#### PROBLEM REQUIREMENTS:
Report every line of the listing below in which the string "GREEN" occurs.

#### MATERIAL FOR THE TASK:
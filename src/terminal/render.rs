//! Line-oriented terminal presenter.
//!
//! Output is appended line by line so it never fights with the player's
//! echoed input. The countdown is printed every [`COUNTDOWN_EVERY_SECS`]
//! seconds and on each of the final [`COUNTDOWN_FINAL_SECS`] seconds rather
//! than on every tick.

use std::io::Write;

use crate::game::Outcome;
use crate::session::{Presenter, Summary, View};

/// Default wrap width for the phrase display, in columns.
pub const DEFAULT_WRAP_WIDTH: usize = 72;

/// Width of the progress bar, in cells.
pub const PROGRESS_BAR_WIDTH: usize = 20;

/// Print the countdown whenever the remaining seconds are a multiple of this.
pub const COUNTDOWN_EVERY_SECS: u32 = 5;

/// Print the countdown on every tick once this few seconds remain.
pub const COUNTDOWN_FINAL_SECS: u32 = 3;

const GREEN: &str = "\x1b[1;32m";
const RED: &str = "\x1b[1;31m";
const BOLD: &str = "\x1b[1m";
const RESET: &str = "\x1b[0m";

/// Greedy word wrap, counting characters.
///
/// Lines break only at whitespace, and the whitespace at a break is
/// dropped. Whitespace inside a line is kept exactly as written, since the
/// player has to retype it. Words longer than `width` get a line of their
/// own rather than being split.
#[must_use]
pub fn wrap(text: &str, width: usize) -> Vec<String> {
    let width = width.max(1);
    let mut lines = Vec::new();
    let mut line = String::new();
    let mut line_len = 0;
    let mut rest = text;

    loop {
        let gap_end = rest.find(|c: char| !c.is_whitespace()).unwrap_or(rest.len());
        let (gap, after) = rest.split_at(gap_end);
        if after.is_empty() {
            break;
        }
        let word_end = after.find(char::is_whitespace).unwrap_or(after.len());
        let (word, tail) = after.split_at(word_end);

        let gap_len = gap.chars().count();
        let word_len = word.chars().count();
        if line_len > 0 && line_len + gap_len + word_len > width {
            lines.push(std::mem::take(&mut line));
            line_len = 0;
        } else {
            line.push_str(gap);
            line_len += gap_len;
        }
        line.push_str(word);
        line_len += word_len;
        rest = tail;
    }
    if !line.is_empty() {
        lines.push(line);
    }
    lines
}

/// Text progress bar, e.g. `[##########----------]` for `0.5`.
///
/// `progress` is clamped to `[0, 1]`.
#[must_use]
pub fn progress_bar(progress: f64, width: usize) -> String {
    let progress = if progress.is_nan() {
        0.0
    } else {
        progress.clamp(0.0, 1.0)
    };
    #[allow(
        clippy::cast_possible_truncation,
        clippy::cast_sign_loss,
        clippy::cast_precision_loss
    )]
    let filled = ((progress * width as f64).round() as usize).min(width);
    format!("[{}{}]", "#".repeat(filled), "-".repeat(width - filled))
}

/// Whether the countdown line should be printed at `remaining` seconds.
#[must_use]
pub const fn shows_countdown(remaining: u32) -> bool {
    remaining <= COUNTDOWN_FINAL_SECS || remaining % COUNTDOWN_EVERY_SECS == 0
}

/// [`Presenter`] writing plain lines to any [`Write`].
pub struct TerminalPresenter<W> {
    out: W,
    wrap_width: usize,
    color: bool,
}

impl TerminalPresenter<std::io::Stdout> {
    /// Presenter on stdout.
    #[must_use]
    pub fn stdout(wrap_width: usize, color: bool) -> Self {
        Self::new(std::io::stdout(), wrap_width, color)
    }
}

impl<W: Write> TerminalPresenter<W> {
    /// Presenter on an arbitrary writer.
    #[must_use]
    pub const fn new(out: W, wrap_width: usize, color: bool) -> Self {
        Self {
            out,
            wrap_width,
            color,
        }
    }

    /// Consumes the presenter, returning the writer.
    pub fn into_inner(self) -> W {
        self.out
    }

    fn paint(&self, style: &str, text: &str) -> String {
        if self.color {
            format!("{style}{text}{RESET}")
        } else {
            text.to_string()
        }
    }

    fn countdown_line(&mut self, view: &View<'_>) -> std::io::Result<()> {
        writeln!(
            self.out,
            "  {} {:>2}s",
            progress_bar(view.progress, PROGRESS_BAR_WIDTH),
            view.remaining_secs
        )
    }
}

impl<W: Write> Presenter for TerminalPresenter<W> {
    fn round_started(&mut self, view: &View<'_>) -> std::io::Result<()> {
        writeln!(self.out)?;
        let header = format!(
            "Level {}  streak {}  {}s",
            view.level, view.streak, view.budget_secs
        );
        let header = self.paint(BOLD, &header);
        writeln!(self.out, "{header}")?;
        for line in wrap(view.phrase, self.wrap_width) {
            writeln!(self.out, "    {line}")?;
        }
        self.countdown_line(view)?;
        self.out.flush()
    }

    fn countdown(&mut self, view: &View<'_>) -> std::io::Result<()> {
        if shows_countdown(view.remaining_secs) {
            self.countdown_line(view)?;
            self.out.flush()?;
        }
        Ok(())
    }

    fn resolved(&mut self, outcome: Outcome, _view: &View<'_>) -> std::io::Result<()> {
        let style = if outcome.is_success() { GREEN } else { RED };
        let line = self.paint(style, outcome.message());
        writeln!(self.out, "{line}")?;
        self.out.flush()
    }

    fn finished(&mut self, summary: &Summary) -> std::io::Result<()> {
        writeln!(self.out)?;
        writeln!(
            self.out,
            "Game over ({}): {} rounds, {} correct, highest level {}",
            summary.reason, summary.rounds_played, summary.rounds_won, summary.highest_level
        )?;
        self.out.flush()
    }
}

impl<W> std::fmt::Debug for TerminalPresenter<W> {
    fn fmt(&self, f: &mut std::fmt::Formatter<'_>) -> std::fmt::Result {
        f.debug_struct("TerminalPresenter")
            .field("wrap_width", &self.wrap_width)
            .field("color", &self.color)
            .finish_non_exhaustive()
    }
}
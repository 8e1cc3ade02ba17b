//! `version` command handler
//!
//! Prints the package name and version, plus the difficulty constants
//! this build was compiled with.

use std::io::Write;

use serde_json::json;

use crate::cli::args::{OutputFormat, VersionArgs};
use crate::error::TypeRushError;
use crate::game::state::{
    INITIAL_TIME_BUDGET_SECS, MIN_TIME_BUDGET_SECS, STREAK_INTERVAL, TIME_BUDGET_STEP_SECS,
};

const NAME: &str = env!("CARGO_PKG_NAME");
const VERSION: &str = env!("CARGO_PKG_VERSION");

/// Print version information to stdout.
///
/// # Errors
///
/// Returns an I/O error if stdout is closed.
pub fn run(args: &VersionArgs) -> Result<(), TypeRushError> {
    let mut out = std::io::stdout().lock();
    write_version(&mut out, args.format)
}

fn write_version(out: &mut impl Write, format: OutputFormat) -> Result<(), TypeRushError> {
    match format {
        OutputFormat::Human => {
            writeln!(out, "{NAME} {VERSION}")?;
            writeln!(
                out,
                "countdown {INITIAL_TIME_BUDGET_SECS}s, -{TIME_BUDGET_STEP_SECS}s every \
                 {STREAK_INTERVAL} in a row, floor {MIN_TIME_BUDGET_SECS}s"
            )?;
        }
        OutputFormat::Json => {
            let info = json!({
                "name": NAME,
                "version": VERSION,
                "difficulty": {
                    "initial_time_budget_secs": INITIAL_TIME_BUDGET_SECS,
                    "time_budget_step_secs": TIME_BUDGET_STEP_SECS,
                    "min_time_budget_secs": MIN_TIME_BUDGET_SECS,
                    "streak_interval": STREAK_INTERVAL,
                },
            });
            serde_json::to_writer(&mut *out, &info)?;
            writeln!(out)?;
        }
    }
    Ok(())
}
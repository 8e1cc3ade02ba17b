//! Terminal front end
//!
//! Renders a [`Session`](crate::session::Session) as plain lines on stdout
//! and turns stdin lines into session commands.

pub mod input;
pub mod render;

pub use input::{parse_line, spawn_stdin_reader};
pub use render::TerminalPresenter;
//! Shell completion generation
//!
//! Generates shell completion scripts for supported shells.

use clap::CommandFactory;
use clap_complete::Shell as ClapShell;

use crate::cli::args::{Cli, CompletionsArgs, Shell};

const fn to_clap_shell(shell: Shell) -> ClapShell {
    match shell {
        Shell::Bash => ClapShell::Bash,
        Shell::Zsh => ClapShell::Zsh,
        Shell::Fish => ClapShell::Fish,
        Shell::PowerShell => ClapShell::PowerShell,
        Shell::Elvish => ClapShell::Elvish,
    }
}

/// Generate and print a shell completion script to stdout.
pub fn run(args: &CompletionsArgs) {
    let mut cmd = Cli::command();
    clap_complete::generate(
        to_clap_shell(args.shell),
        &mut cmd,
        "typerush",
        &mut std::io::stdout(),
    );
}
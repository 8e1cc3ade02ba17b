//! Game core
//!
//! The pieces a front end drives to run the typing game.
//!
//! # Architecture
//!
//! - [`GameState`] - Level, streak, and per-round time budget
//! - [`PhraseSource`] - Fixed catalog with uniform random selection
//! - [`Round`] - One phrase/countdown/answer cycle and its judging rules
//! - [`Countdown`] - Single cancellable 1 Hz ticker with generation-tagged ticks

pub mod countdown;
pub mod phrases;
pub mod round;
pub mod state;

pub use countdown::{Countdown, Tick};
pub use phrases::PhraseSource;
pub use round::{Outcome, Round, RoundPhase, TickResult};
pub use state::GameState;
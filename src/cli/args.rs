//! CLI argument definitions
//!
//! All Clap derive structs for `TypeRush` command-line parsing.

use std::io::IsTerminal;
use std::path::PathBuf;

use clap::builder::TypedValueParser as _;
use clap::{ArgAction, Args, Parser, Subcommand, ValueEnum};

use crate::observability::LogFormat;
use crate::terminal::render::DEFAULT_WRAP_WIDTH;

// ============================================================================
// Root CLI
// ============================================================================

/// Timed typing-accuracy game for the terminal.
#[derive(Parser, Debug)]
#[command(name = "typerush", author, version, about)]
#[command(propagate_version = true)]
pub struct Cli {
    #[command(subcommand)]
    pub command: Commands,

    /// More diagnostics on stderr (-v info, -vv debug, -vvv trace).
    #[arg(short, long, action = ArgAction::Count, global = true)]
    pub verbose: u8,

    /// No diagnostics on stderr at all.
    #[arg(short, long, global = true)]
    pub quiet: bool,

    /// When to use ANSI colors for feedback and logs.
    #[arg(long, default_value = "auto", global = true, env = "TYPERUSH_COLOR")]
    pub color: ColorChoice,

    /// Log output format on stderr.
    #[arg(long, default_value = "human", global = true, env = "TYPERUSH_LOG_FORMAT")]
    pub log_format: LogFormat,
}

// ============================================================================
// Top-Level Commands
// ============================================================================

/// Top-level subcommands.
#[derive(Subcommand, Debug)]
pub enum Commands {
    /// Play the game in this terminal.
    Play(PlayArgs),

    /// Print the phrase catalog.
    Phrases(PhrasesArgs),

    /// Print a shell completion script.
    Completions(CompletionsArgs),

    /// Display version information.
    Version(VersionArgs),
}

// ============================================================================
// Play / Phrases
// ============================================================================

/// Arguments for `play`.
#[derive(Args, Debug)]
pub struct PlayArgs {
    /// YAML or JSON list of phrases to use instead of the built-in catalog.
    #[arg(short, long, env = "TYPERUSH_CATALOG")]
    pub catalog: Option<PathBuf>,

    /// Seed for phrase selection, for reproducible sessions.
    #[arg(long, env = "TYPERUSH_SEED")]
    pub seed: Option<u64>,

    /// Write a JSONL event stream to this file.
    #[arg(long, env = "TYPERUSH_EVENTS_FILE")]
    pub events_file: Option<PathBuf>,

    /// Column at which long phrases wrap.
    #[arg(
        long,
        default_value_t = DEFAULT_WRAP_WIDTH,
        value_parser = clap::value_parser!(u16).range(10..).map(usize::from)
    )]
    pub wrap_width: usize,
}

/// Arguments for `phrases`.
#[derive(Args, Debug)]
pub struct PhrasesArgs {
    /// YAML or JSON list of phrases to print instead of the built-in catalog.
    #[arg(short, long, env = "TYPERUSH_CATALOG")]
    pub catalog: Option<PathBuf>,

    /// Output format.
    #[arg(short, long, default_value = "human")]
    pub format: OutputFormat,
}

// ============================================================================
// Completions / Version
// ============================================================================

/// Arguments for shell completion generation.
#[derive(Args, Debug)]
pub struct CompletionsArgs {
    /// Shell to generate the script for.
    pub shell: Shell,
}

/// Arguments for version display.
#[derive(Args, Debug)]
pub struct VersionArgs {
    /// Output format.
    #[arg(short, long, default_value = "human")]
    pub format: OutputFormat,
}

// ============================================================================
// CLI-Local Enums
// ============================================================================

/// Color output choice.
#[derive(Debug, Clone, Copy, PartialEq, Eq, Default, ValueEnum)]
pub enum ColorChoice {
    /// Color on a terminal unless `NO_COLOR` is set.
    #[default]
    Auto,
    /// Color even when piped.
    Always,
    /// Plain text.
    Never,
}

impl ColorChoice {
    /// Resolves the choice for a concrete output stream.
    ///
    /// `Auto` enables color only on a terminal and only when `NO_COLOR` is
    /// unset.
    #[must_use]
    pub fn enabled_for(self, stream: &impl IsTerminal) -> bool {
        match self {
            Self::Auto => stream.is_terminal() && std::env::var_os("NO_COLOR").is_none(),
            Self::Always => true,
            Self::Never => false,
        }
    }
}

/// Output format for structured output.
#[derive(Debug, Clone, Copy, PartialEq, Eq, Default, ValueEnum)]
pub enum OutputFormat {
    /// Plain text.
    #[default]
    Human,
    /// Pretty-printed JSON.
    Json,
}

/// Shell type for completion generation.
#[derive(Debug, Clone, Copy, PartialEq, Eq, ValueEnum)]
pub enum Shell {
    /// Bash shell.
    Bash,
    /// Zsh shell.
    Zsh,
    /// Fish shell.
    Fish,
    /// `PowerShell`.
    #[value(name = "powershell")]
    PowerShell,
    /// Elvish shell.
    Elvish,
}

// ============================================================================
// Tests
// ============================================================================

#### SOLUTION FOR THIS EXERCISE:
const GREEN: &str = "\x1b[1;32m";
        let style = if outcome.is_success() { GREEN } else { RED };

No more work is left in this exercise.